All of my college roommates quit working and stayed at home, and that also was really challenging, because they of course were posting videos, and sharing photos of them doing stuff with their kids during the day. I remember feeling really oddly detached from all of them, like the things that we had in common started becoming less and less.
It’s really important to make sure we are taking care of ourselves, and living up to the examples that we want ourselves to be, because in the end, that is for them too. They’re going to be able to see that. And that’s going to be what they base their ideas off of, of what they can do, and what kind of people they want to surround themselves with.

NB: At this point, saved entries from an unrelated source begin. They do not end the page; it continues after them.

//! Scrape deadline derived from the Prometheus timeout header.

use std::time::Duration;

use thiserror::Error;

/// Header in which Prometheus announces its scrape timeout, in seconds.
pub const SCRAPE_TIMEOUT_HEADER: &str = "X-Prometheus-Scrape-Timeout-Seconds";

/// Default safety margin subtracted from the announced timeout (seconds).
pub const DEFAULT_TIMEOUT_OFFSET: f64 = 0.25;

/// Reasons the announced timeout cannot be turned into a deadline.
#[derive(Debug, Error, PartialEq)]
pub enum TimeoutError {
    #[error("failed to parse timeout from Prometheus header: {0}")]
    Parse(String),

    #[error("timeout value from Prometheus header is invalid: {0}")]
    Invalid(f64),

    #[error("timeout offset ({offset}) should be lower than prometheus scrape timeout ({timeout})")]
    OffsetTooLarge { offset: f64, timeout: f64 },
}

/// Time the scrapers may use, given the header value and the configured offset.
///
/// - absent, empty or zero header: `Ok(None)`, no deadline
/// - negative or non-finite value: `Err(Invalid)`
/// - `offset >= timeout`: `Err(OffsetTooLarge)`
/// - otherwise `Ok(Some(timeout - offset))`
///
/// Callers log the error and carry on without a deadline.
pub fn scrape_timeout(header: Option<&str>, offset: f64) -> Result<Option<Duration>, TimeoutError> {
    let Some(raw) = header.map(str::trim).filter(|v| !v.is_empty()) else {
        return Ok(None);
    };

    let timeout: f64 = raw
        .parse()
        .map_err(|e: std::num::ParseFloatError| TimeoutError::Parse(format!("{raw:?}: {e}")))?;

    if timeout == 0.0 {
        return Ok(None);
    }
    if !timeout.is_finite() || timeout < 0.0 {
        return Err(TimeoutError::Invalid(timeout));
    }
    if offset >= timeout {
        return Err(TimeoutError::OffsetTooLarge { offset, timeout });
    }

    Duration::try_from_secs_f64(timeout - offset)
        .map(Some)
        .map_err(|_| TimeoutError::Invalid(timeout))
}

The older your children get, the fewer things you can really successfully outsource. You can always outsource the laundry, or driving to-and-from, but the things that require your unique value system and your opinion on how to raise your child become, to me, more and more prevalent the older the child gets.
The setting of boundaries, and the asking for what you need, and the taking care of yourself… that has to come from the employee. The company has a lot of policies, and they have things available to you, but they are never going to be the ones that insist that you strike a good balance in your life. You have to be the one that sets your boundaries and then works out how you can negotiate that with your manager and your infrastructure.